The Small Business Tax Certainty and Growth Act of 2015 (S. 1141). Senator Susan Collins (R-ME)
introduced this bill on April 30, 2015, to permanently double deductions for small business start-up expenses,
organizational expenses, and syndication fees; clarify cash accounting for small businesses; and extend other tax
provisions. Presently S. 1141 has two co-sponsors (Senators Bob Casey (D-PA) and Kelly Ayotte (R-NH)) and is
awaiting action by the Senate Finance Committee.
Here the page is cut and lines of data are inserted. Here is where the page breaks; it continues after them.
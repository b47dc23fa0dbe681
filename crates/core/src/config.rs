//! Security settings singleton and role gating.

use serde::{Deserialize, Serialize};

use crate::error::{DomainError, DomainResult};

/// Session role.
#[derive(Debug, Copy, Clone, PartialEq, Eq, Hash, Serialize, Deserialize)]
#[serde(rename_all = "UPPERCASE")]
pub enum Role {
    /// Records withdrawals; no access to personnel, reports or security.
    Admin,
    /// Elevated role unlocked by the master password.
    Supervisor,
}

/// Security settings. Exactly one instance exists system-wide
/// (remote document `config/security`).
#[derive(Debug, Clone, PartialEq, Eq, Serialize, Deserialize)]
#[serde(rename_all = "camelCase")]
pub struct AppConfig {
    pub master_password: String,
    pub supervisor_pin: String,
}

impl Default for AppConfig {
    fn default() -> Self {
        Self {
            master_password: "admin123".to_string(),
            supervisor_pin: "1234".to_string(),
        }
    }
}

impl AppConfig {
    pub const PIN_LEN: usize = 4;

    /// Build validated settings.
    pub fn new(master_password: impl Into<String>, supervisor_pin: impl Into<String>) -> DomainResult<Self> {
        let config = Self {
            master_password: master_password.into(),
            supervisor_pin: supervisor_pin.into(),
        };
        config.validate()?;
        Ok(config)
    }

    /// Non-empty master password and a 4-digit numeric PIN.
    pub fn validate(&self) -> DomainResult<()> {
        if self.master_password.is_empty() {
            return Err(DomainError::validation("master password cannot be empty"));
        }
        if self.supervisor_pin.len() != Self::PIN_LEN
            || !self.supervisor_pin.chars().all(|c| c.is_ascii_digit())
        {
            return Err(DomainError::validation("supervisor PIN must be exactly 4 digits"));
        }
        Ok(())
    }

    /// Grant the elevated role when the master password matches.
    pub fn authorize(&self, password: &str) -> DomainResult<Role> {
        if password == self.master_password {
            Ok(Role::Supervisor)
        } else {
            Err(DomainError::Unauthorized)
        }
    }

    pub fn verify_pin(&self, pin: &str) -> bool {
        pin == self.supervisor_pin
    }
}

#[cfg(test)]
mod tests {
    use super::*;

    #[test]
    fn defaults_match_first_boot_settings() {
        let c = AppConfig::default();
        assert_eq!(c.master_password, "admin123");
        assert_eq!(c.supervisor_pin, "1234");
        assert!(c.validate().is_ok());
    }

    #[test]
    fn pin_must_be_four_digits() {
        assert!(AppConfig::new("secret", "12a4").is_err());
        assert!(AppConfig::new("secret", "12345").is_err());
        assert!(AppConfig::new("", "1234").is_err());
        assert!(AppConfig::new("secret", "0007").is_ok());
    }

    #[test]
    fn authorize_grants_supervisor() {
        let c = AppConfig::default();
        assert_eq!(c.authorize("admin123"), Ok(Role::Supervisor));
        assert_eq!(c.authorize("nope"), Err(DomainError::Unauthorized));
    }

    #[test]
    fn wire_shape_is_camel_case() {
        let json = serde_json::to_value(AppConfig::default()).unwrap();
        assert_eq!(json, serde_json::json!({ "masterPassword": "admin123", "supervisorPin": "1234" }));
    }
}
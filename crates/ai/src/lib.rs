//! `smartmaint-ai`
//!
//! **Responsibility:** decision helpers that sit beside the domain.
//!
//! - [`SmartLock`]: deterministic consumption-anomaly gate for withdrawals
//! - [`Assistant`]: boundary for the conversational helper (black box)
//!
//! Nothing here mutates domain state; callers act on the returned decisions.

pub mod assistant;
pub mod error;
pub mod smart_lock;

pub use assistant::{Assistant, AssistantReply, Citation, InventoryContext};
pub use error::AiError;
pub use smart_lock::{LockDecision, LockViolation, SmartLock};
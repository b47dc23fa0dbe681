//! Durable on-device cache of whole collections (SQLite).
//!
//! Each collection is stored as one JSON document under a fixed key
//! (`smartmaint_products`, ...). Reads and writes are synchronous and never
//! touch the network.

use std::path::Path;
use std::sync::{Arc, Mutex, MutexGuard};

use anyhow::Context;
use chrono::Utc;
use rusqlite::{Connection, OptionalExtension, params};
use serde::Serialize;
use serde::de::DeserializeOwned;
use thiserror::Error;

#[derive(Debug, Error)]
pub enum CacheError {
    #[error("cache storage error: {0}")]
    Storage(#[from] rusqlite::Error),
    #[error("failed to serialize value for {key}: {source}")]
    Serialization {
        key: String,
        #[source]
        source: serde_json::Error,
    },
    #[error("cache connection lock poisoned")]
    Poisoned,
    #[error(transparent)]
    Location(#[from] anyhow::Error),
}

/// SQLite-backed cache handle.
///
/// Cheap to clone; clones share one connection.
#[derive(Debug, Clone)]
pub struct LocalCache {
    conn: Arc<Mutex<Connection>>,
}

impl LocalCache {
    /// Open (or create) the cache database at `path`.
    pub fn open(path: impl AsRef<Path>) -> Result<Self, CacheError> {
        let path = path.as_ref();
        if let Some(parent) = path.parent() {
            std::fs::create_dir_all(parent)
                .with_context(|| format!("failed to create cache directory at {parent:?}"))?;
        }

        let conn = Connection::open(path)
            .with_context(|| format!("failed to open cache database at {path:?}"))?;
        conn.busy_timeout(std::time::Duration::from_secs(5))?;
        let mode: String = conn.query_row("PRAGMA journal_mode = WAL", [], |row| row.get(0))?;
        tracing::debug!(?path, journal_mode = %mode, "opened local cache");

        Self::from_connection(conn)
    }

    /// Throwaway cache, mostly for tests.
    pub fn open_in_memory() -> Result<Self, CacheError> {
        Self::from_connection(Connection::open_in_memory()?)
    }

    fn from_connection(conn: Connection) -> Result<Self, CacheError> {
        conn.execute(
            r#"
            CREATE TABLE IF NOT EXISTS collections (
                key        TEXT PRIMARY KEY,
                data       TEXT NOT NULL,
                updated_at TEXT NOT NULL
            )
            "#,
            [],
        )?;

        Ok(Self {
            conn: Arc::new(Mutex::new(conn)),
        })
    }

    pub(crate) fn connection(&self) -> Result<MutexGuard<'_, Connection>, CacheError> {
        self.conn.lock().map_err(|_| CacheError::Poisoned)
    }

    /// Read the value stored under `key`.
    ///
    /// A missing key is seeded with `default` (persisted) and returned. A
    /// stored value that no longer parses is replaced by `default` too.
    pub fn load<T>(&self, key: &str, default: T) -> Result<T, CacheError>
    where
        T: Serialize + DeserializeOwned,
    {
        let raw = self.read_raw(key)?;

        match raw {
            Some(raw) => match serde_json::from_str::<T>(&raw) {
                Ok(value) => Ok(value),
                Err(err) => {
                    tracing::warn!(key, error = %err, "cached value is malformed; resetting to default");
                    self.save(key, &default)?;
                    Ok(default)
                }
            },
            None => {
                tracing::debug!(key, "cache miss; persisting default");
                self.save(key, &default)?;
                Ok(default)
            }
        }
    }

    /// Read `key` without seeding. `None` when absent or malformed.
    pub fn get<T>(&self, key: &str) -> Result<Option<T>, CacheError>
    where
        T: DeserializeOwned,
    {
        Ok(self
            .read_raw(key)?
            .and_then(|raw| serde_json::from_str(&raw).ok()))
    }

    /// Persist `value` under `key`, replacing whatever was there.
    ///
    /// If serialization fails nothing is written.
    pub fn save<T>(&self, key: &str, value: &T) -> Result<(), CacheError>
    where
        T: Serialize + ?Sized,
    {
        let data = serde_json::to_string(value).map_err(|source| CacheError::Serialization {
            key: key.to_string(),
            source,
        })?;

        let conn = self.connection()?;
        conn.execute(
            r#"
            INSERT INTO collections (key, data, updated_at)
            VALUES (?1, ?2, ?3)
            ON CONFLICT(key) DO UPDATE SET
                data = excluded.data,
                updated_at = excluded.updated_at
            "#,
            params![key, data, Utc::now().to_rfc3339()],
        )?;
        Ok(())
    }

    pub fn contains(&self, key: &str) -> Result<bool, CacheError> {
        Ok(self.read_raw(key)?.is_some())
    }

    /// Drop `key`. Returns whether anything was removed.
    pub fn remove(&self, key: &str) -> Result<bool, CacheError> {
        let conn = self.connection()?;
        let n = conn.execute("DELETE FROM collections WHERE key = ?1", params![key])?;
        Ok(n > 0)
    }

    fn read_raw(&self, key: &str) -> Result<Option<String>, CacheError> {
        let conn = self.connection()?;
        let raw = conn
            .query_row("SELECT data FROM collections WHERE key = ?1", params![key], |row| {
                row.get::<_, String>(0)
            })
            .optional()?;
        Ok(raw)
    }

    #[cfg(test)]
    pub(crate) fn write_raw(&self, key: &str, data: &str) -> Result<(), CacheError> {
        let conn = self.connection()?;
        conn.execute(
            "INSERT OR REPLACE INTO collections (key, data, updated_at) VALUES (?1, ?2, ?3)",
            params![key, data, Utc::now().to_rfc3339()],
        )?;
        Ok(())
    }
}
The Promotion and Expansion of Private Employee Ownership Act of 2015 (H.R. 2096). Representative
David Reichert (R-WA) introduced this bill on April 29, 2015, to expand availability of employee stock ownership
plans sponsored by S corporations. Presently, H.R. 2096 has bipartisan support from 10 co-sponsors (4
Republicans and 6 Democrats) and is awaiting action by the House Ways and Means, Small Business, and
Education and the Workforce Committees.
The Stop Subsidizing Multimillion Dollar Corporate Bonuses Act (H.R. 2103/S. 1127). Representative Lloyd
Doggett (D-TX) and Senator Jack Reed (D-RI), respectively, introduced these bills on April 29, 2015, to expand the
denial of deduction for certain excessive compensation to corporate employees. Presently, H.R. 2103 has 23 co-
sponsors (all Democrats) and is awaiting action by the House Ways and Means Committee. S. 1127 has three co-
sponsors (all Democrats) and is awaiting action by the Senate Finance Committee.
UPDATES FROM THE JOINT COMMITTEE ON TAXATION
The JCT and National History Center recently held a congressional briefing during which experts described the
evolution of the federal tax system from the early twentieth century through the present day. In addition to
discussion of sweeping plans for “tax replacement” that have surfaced repeatedly – including calls for broad-based
consumption levies like a national sales tax or value-added tax – the briefing examined the Tax Reform Act of
1986, which is “arguably the most important peacetime tax reform in American history.”
While the JCT did not release any reports last week, Chief of Staff Tom Barthold recently announced that the
Committee is struggling with how to arrive at a point estimate, rather than a range of estimates, when required to
use dynamic scoring methods to score proposed legislation. Moreover, he noted that staff is still trying to determine
“what [] extra information should be [collected]” for purposes of dynamic scoring.